At this time of the year, parents of VCE students commonly ask teachers, what their child should be doing to prepare for exams and what they can do as parents to support their child. Over the next couple of newsletter we will be including a series of articles that offer advice in how best to support exam preparation.
This article is based on an article by Henrietta Cook that ran in the Herald Sun last year titled "VCE exams: Debunking the Myths of Study."
Myth 1: Highlighters are Magic
We've all been there. You want to remember something important on a page so you highlight it. We hope that the bright colour will help it stick in our memory, or when we re read the page we will be drawn back to that phrase and will be able to remember it. Unfortunately this strategy is ineffective for both rote and in depth learning.
In order the remember something for an extended period of time we need to decode it and make meaning from it. Some strategies to decode information and thus embed in in our memory include:
- Writing the phrase in your own words (not using synonyms)
- Developing your own examples
- Linking it to other information you already know and,
- Manipulating the information into another form such as a diagram.

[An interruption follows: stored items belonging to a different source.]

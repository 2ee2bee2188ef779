//! Application configuration.
//!
//! Defaults run out of the box; a TOML file patches the defaults, then
//! environment variables patch the file, then programmatic overrides win.
//! The LLM API key is held as a [`SecretString`] and never logged.

use std::env;
use std::fs;
use std::path::{Path, PathBuf};

use secrecy::SecretString;
use serde::Deserialize;
use thiserror::Error;

#[derive(Clone, Debug)]
pub struct AppConfig {
    pub database: DatabaseConfig,
    pub llm: LlmConfig,
    pub server: ServerConfig,
    pub logging: LoggingConfig,
}

#[derive(Clone, Debug)]
pub struct DatabaseConfig {
    pub url: String,
    pub max_connections: u32,
    pub timeout_secs: u64,
}

#[derive(Clone, Debug)]
pub struct LlmConfig {
    pub api_key: Option<SecretString>,
    pub base_url: String,
    pub model: String,
    pub timeout_secs: u64,
}

#[derive(Clone, Debug)]
pub struct ServerConfig {
    pub bind_address: String,
    pub port: u16,
    pub static_dir: PathBuf,
}

#[derive(Clone, Debug)]
pub struct LoggingConfig {
    pub level: String,
    pub format: LogFormat,
}

#[derive(Clone, Copy, Debug, PartialEq, Eq, Deserialize)]
#[serde(rename_all = "snake_case")]
pub enum LogFormat {
    Compact,
    Pretty,
    Json,
}

impl std::str::FromStr for LogFormat {
    type Err = ConfigError;

    fn from_str(value: &str) -> Result<Self, Self::Err> {
        match value.trim().to_ascii_lowercase().as_str() {
            "compact" => Ok(Self::Compact),
            "pretty" => Ok(Self::Pretty),
            "json" => Ok(Self::Json),
            other => Err(ConfigError::Validation(format!(
                "unsupported log format `{other}` (expected compact|pretty|json)"
            ))),
        }
    }
}

#[derive(Clone, Debug, Default)]
pub struct ConfigOverrides {
    pub database_url: Option<String>,
    pub llm_api_key: Option<String>,
    pub llm_base_url: Option<String>,
    pub llm_model: Option<String>,
    pub log_level: Option<String>,
    pub bind_address: Option<String>,
    pub port: Option<u16>,
}

#[derive(Clone, Debug, Default)]
pub struct LoadOptions {
    pub config_path: Option<PathBuf>,
    pub require_file: bool,
    pub overrides: ConfigOverrides,
}

#[derive(Debug, Error)]
pub enum ConfigError {
    #[error("could not read config file `{path}`: {source}")]
    ReadFile { path: PathBuf, source: std::io::Error },
    #[error("could not parse config file `{path}`: {source}")]
    ParseFile { path: PathBuf, source: toml::de::Error },
    #[error("required config file was not found: `{0}`")]
    MissingConfigFile(PathBuf),
    #[error("invalid environment override for `{key}`: `{value}`")]
    InvalidEnvOverride { key: String, value: String },
    #[error("configuration validation failed: {0}")]
    Validation(String),
}

impl Default for AppConfig {
    fn default() -> Self {
        Self {
            database: DatabaseConfig {
                url: "sqlite://maitred.db".to_string(),
                max_connections: 5,
                timeout_secs: 30,
            },
            llm: LlmConfig {
                api_key: None,
                base_url: "https://api.openai.com/v1".to_string(),
                model: "gpt-4o-mini".to_string(),
                timeout_secs: 30,
            },
            server: ServerConfig {
                bind_address: "127.0.0.1".to_string(),
                port: 3000,
                static_dir: PathBuf::from("frontend"),
            },
            logging: LoggingConfig { level: "info".to_string(), format: LogFormat::Compact },
        }
    }
}

// File-shaped patch: every field optional so partial files work.
#[derive(Debug, Default, Deserialize)]
struct ConfigPatch {
    database: Option<DatabasePatch>,
    llm: Option<LlmPatch>,
    server: Option<ServerPatch>,
    logging: Option<LoggingPatch>,
}

#[derive(Debug, Default, Deserialize)]
struct DatabasePatch {
    url: Option<String>,
    max_connections: Option<u32>,
    timeout_secs: Option<u64>,
}

#[derive(Debug, Default, Deserialize)]
struct LlmPatch {
    api_key: Option<String>,
    base_url: Option<String>,
    model: Option<String>,
    timeout_secs: Option<u64>,
}

#[derive(Debug, Default, Deserialize)]
struct ServerPatch {
    bind_address: Option<String>,
    port: Option<u16>,
    static_dir: Option<PathBuf>,
}

#[derive(Debug, Default, Deserialize)]
struct LoggingPatch {
    level: Option<String>,
    format: Option<LogFormat>,
}

impl AppConfig {
    pub fn load(options: LoadOptions) -> Result<Self, ConfigError> {
        let mut config = Self::default();
        let maybe_path = resolve_config_path(options.config_path.as_deref());

        if let Some(path) = maybe_path {
            let patch = read_patch(&path)?;
            config.apply_patch(patch);
        } else if options.require_file {
            let expected = options.config_path.unwrap_or_else(|| PathBuf::from("maitred.toml"));
            return Err(ConfigError::MissingConfigFile(expected));
        }

        config.apply_env_overrides()?;
        config.apply_overrides(options.overrides);
        config.validate()?;

        Ok(config)
    }

    fn apply_patch(&mut self, patch: ConfigPatch) {
        if let Some(database) = patch.database {
            if let Some(url) = database.url {
                self.database.url = url;
            }
            if let Some(max_connections) = database.max_connections {
                self.database.max_connections = max_connections;
            }
            if let Some(timeout_secs) = database.timeout_secs {
                self.database.timeout_secs = timeout_secs;
            }
        }

        if let Some(llm) = patch.llm {
            if let Some(api_key_value) = llm.api_key {
                self.llm.api_key = Some(api_key_value.into());
            }
            if let Some(base_url) = llm.base_url {
                self.llm.base_url = base_url;
            }
            if let Some(model) = llm.model {
                self.llm.model = model;
            }
            if let Some(timeout_secs) = llm.timeout_secs {
                self.llm.timeout_secs = timeout_secs;
            }
        }

        if let Some(server) = patch.server {
            if let Some(bind_address) = server.bind_address {
                self.server.bind_address = bind_address;
            }
            if let Some(port) = server.port {
                self.server.port = port;
            }
            if let Some(static_dir) = server.static_dir {
                self.server.static_dir = static_dir;
            }
        }

        if let Some(logging) = patch.logging {
            if let Some(level) = logging.level {
                self.logging.level = level;
            }
            if let Some(format) = logging.format {
                self.logging.format = format;
            }
        }
    }

    fn apply_env_overrides(&mut self) -> Result<(), ConfigError> {
        if let Some(value) = read_env("MAITRED_DATABASE_URL") {
            self.database.url = value;
        }
        if let Some(value) = read_env("MAITRED_DATABASE_MAX_CONNECTIONS") {
            self.database.max_connections = parse_u32("MAITRED_DATABASE_MAX_CONNECTIONS", &value)?;
        }
        // The MAITRED_ names win; the bare LLM_ names match the common
        // OpenAI-compatible client convention.
        if let Some(value) = read_env("MAITRED_LLM_API_KEY").or_else(|| read_env("LLM_API_KEY")) {
            self.llm.api_key = Some(value.into());
        }
        if let Some(value) = read_env("MAITRED_LLM_BASE_URL").or_else(|| read_env("LLM_BASE_URL")) {
            self.llm.base_url = value;
        }
        if let Some(value) = read_env("MAITRED_LLM_MODEL") {
            self.llm.model = value;
        }
        if let Some(value) = read_env("MAITRED_BIND_ADDRESS") {
            self.server.bind_address = value;
        }
        if let Some(value) = read_env("MAITRED_PORT") {
            self.server.port = parse_u16("MAITRED_PORT", &value)?;
        }
        if let Some(value) = read_env("MAITRED_STATIC_DIR") {
            self.server.static_dir = PathBuf::from(value);
        }
        if let Some(value) = read_env("MAITRED_LOG_LEVEL") {
            self.logging.level = value;
        }
        if let Some(value) = read_env("MAITRED_LOG_FORMAT") {
            self.logging.format = value.parse()?;
        }
        Ok(())
    }

    fn apply_overrides(&mut self, overrides: ConfigOverrides) {
        if let Some(url) = overrides.database_url {
            self.database.url = url;
        }
        if let Some(api_key_value) = overrides.llm_api_key {
            self.llm.api_key = Some(api_key_value.into());
        }
        if let Some(base_url) = overrides.llm_base_url {
            self.llm.base_url = base_url;
        }
        if let Some(model) = overrides.llm_model {
            self.llm.model = model;
        }
        if let Some(level) = overrides.log_level {
            self.logging.level = level;
        }
        if let Some(bind_address) = overrides.bind_address {
            self.server.bind_address = bind_address;
        }
        if let Some(port) = overrides.port {
            self.server.port = port;
        }
    }

    fn validate(&self) -> Result<(), ConfigError> {
        if self.database.url.trim().is_empty() {
            return Err(ConfigError::Validation("database.url must not be empty".to_string()));
        }
        if self.llm.base_url.trim().is_empty() {
            return Err(ConfigError::Validation("llm.base_url must not be empty".to_string()));
        }
        if self.llm.model.trim().is_empty() {
            return Err(ConfigError::Validation("llm.model must not be empty".to_string()));
        }
        if self.server.bind_address.trim().is_empty() {
            return Err(ConfigError::Validation(
                "server.bind_address must not be empty".to_string(),
            ));
        }
        Ok(())
    }
}

fn resolve_config_path(explicit: Option<&Path>) -> Option<PathBuf> {
    if let Some(path) = explicit {
        return path.exists().then(|| path.to_path_buf());
    }
    if let Some(from_env) = read_env("MAITRED_CONFIG") {
        let path = PathBuf::from(from_env);
        return path.exists().then_some(path);
    }
    let default = PathBuf::from("maitred.toml");
    default.exists().then_some(default)
}

fn read_patch(path: &Path) -> Result<ConfigPatch, ConfigError> {
    let raw = fs::read_to_string(path)
        .map_err(|source| ConfigError::ReadFile { path: path.to_path_buf(), source })?;
    toml::from_str(&raw)
        .map_err(|source| ConfigError::ParseFile { path: path.to_path_buf(), source })
}

fn read_env(key: &str) -> Option<String> {
    env::var(key).ok().filter(|value| !value.trim().is_empty())
}

fn parse_u32(key: &str, value: &str) -> Result<u32, ConfigError> {
    value.parse().map_err(|_| ConfigError::InvalidEnvOverride {
        key: key.to_string(),
        value: value.to_string(),
    })
}

fn parse_u16(key: &str, value: &str) -> Result<u16, ConfigError> {
    value.parse().map_err(|_| ConfigError::InvalidEnvOverride {
        key: key.to_string(),
        value: value.to_string(),
    })
}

Myth 2: Rereading improves your results
Rereading textbooks is time consuming and inefficient. As with highlighting it does not assist you to consolidate your knowledge but merely triggers short term memory. As with highlighting to effectively consolidate new knowledge you need to decode it and manipulate it. Strategies such as those previously listed are useful as are:
- Answering practice questions and using the text book to check your answers.
- Creating flashcards and using those flashcards with study partner.
- Cross referencing and comparing answers in different text to look for similarities and differences.
- Writing notes in your own words (not using synonyms)
- Handwriting note instead of typing
Myth 3: Focus on one skill for a long time
In school you may study the same subject for 90 minutes at a time. However you may have noticed that when you are learning something new teachers change the activities in class regularly. This happens because we have an optimum period of time for study. Research has shown that humans can focus well on one thing for about 45 minutes at a time. As a result the recommendation is that you should take a short break every 45 minutes and then change tasks if you wish to be getting the most out of your study.
Psychology students will have learned about the effects of mass practice vs spaced practice. Spaced Practice is studying for short intervals over a longer period of time. Massed practice is cramming. We know from research that cramming is less effective than spaced practice.
Myth 4: Students should go to bed early
This sounds like common sense, except that what we now know about the adolescent brain tells us that teenagers biologically prefer to stay up later and can be quite productive in terms of learning after 10:00pm. The trick is to balance this natural preference and the demands of a society that say we should all be functioning well by 9:00am.
Myth 5: Only study in a designated study space
It's great to have a study space that is well resourced and organised where you can study without interruption. Research now tells us that studying in different spaces can increase our productivity and improve our memory. Like everything in life it is about balance, but don't miss those opportunities to study that would be otherwise wasted time, such as on public transport or on a dinner break at work.
Myth 6: Last minute study is useless
Last minute study is useless if you didn't learn it in place. No-one can afford to waste class time and then try to teach themselves the course before the exam.
We also know that massed practice (cramming) is not as effective as spaced practice, however if you have learned the material in class them massed practice will still assist you in consolidating learning. It is also useful for those who are well prepared as quickly reviewing your notes and materials can give you the confidence you need to tackle the exam.
Myth 7: Tailor studying to your learning style
About 10 years ago everyone was talking about how important it was to know your learning style. Some people were told to create colourful maps of their learning because they were 'visual learners' whilst others were recommended to recite or record their notes because they were auditory learners. Although these strategies work they do not work because you have a particular learning style. They work because they require you to decode and manipulate information.
Research has never managed to show that the learning style theory impacts on how we learn.
Myth 8: Multi tasking makes you more productive
The human brain is designed to focus on one thing at a time. Although we can multi task, doing so dramatically decreases our efficiency when it comes to learning and retaining information. Psychologists have long demonstrated in studies on learning and memory that distractions slow the rate of learning and impact on the quality.
Some students will tell you they learn better when listening to music. Unfortunately, although they might prefer listening to music, it reduces the efficiency of the learning.
Turning off social media, not listening to music, focusing on one subject or task at a time and studying in a quiet space without distractions are all good advice.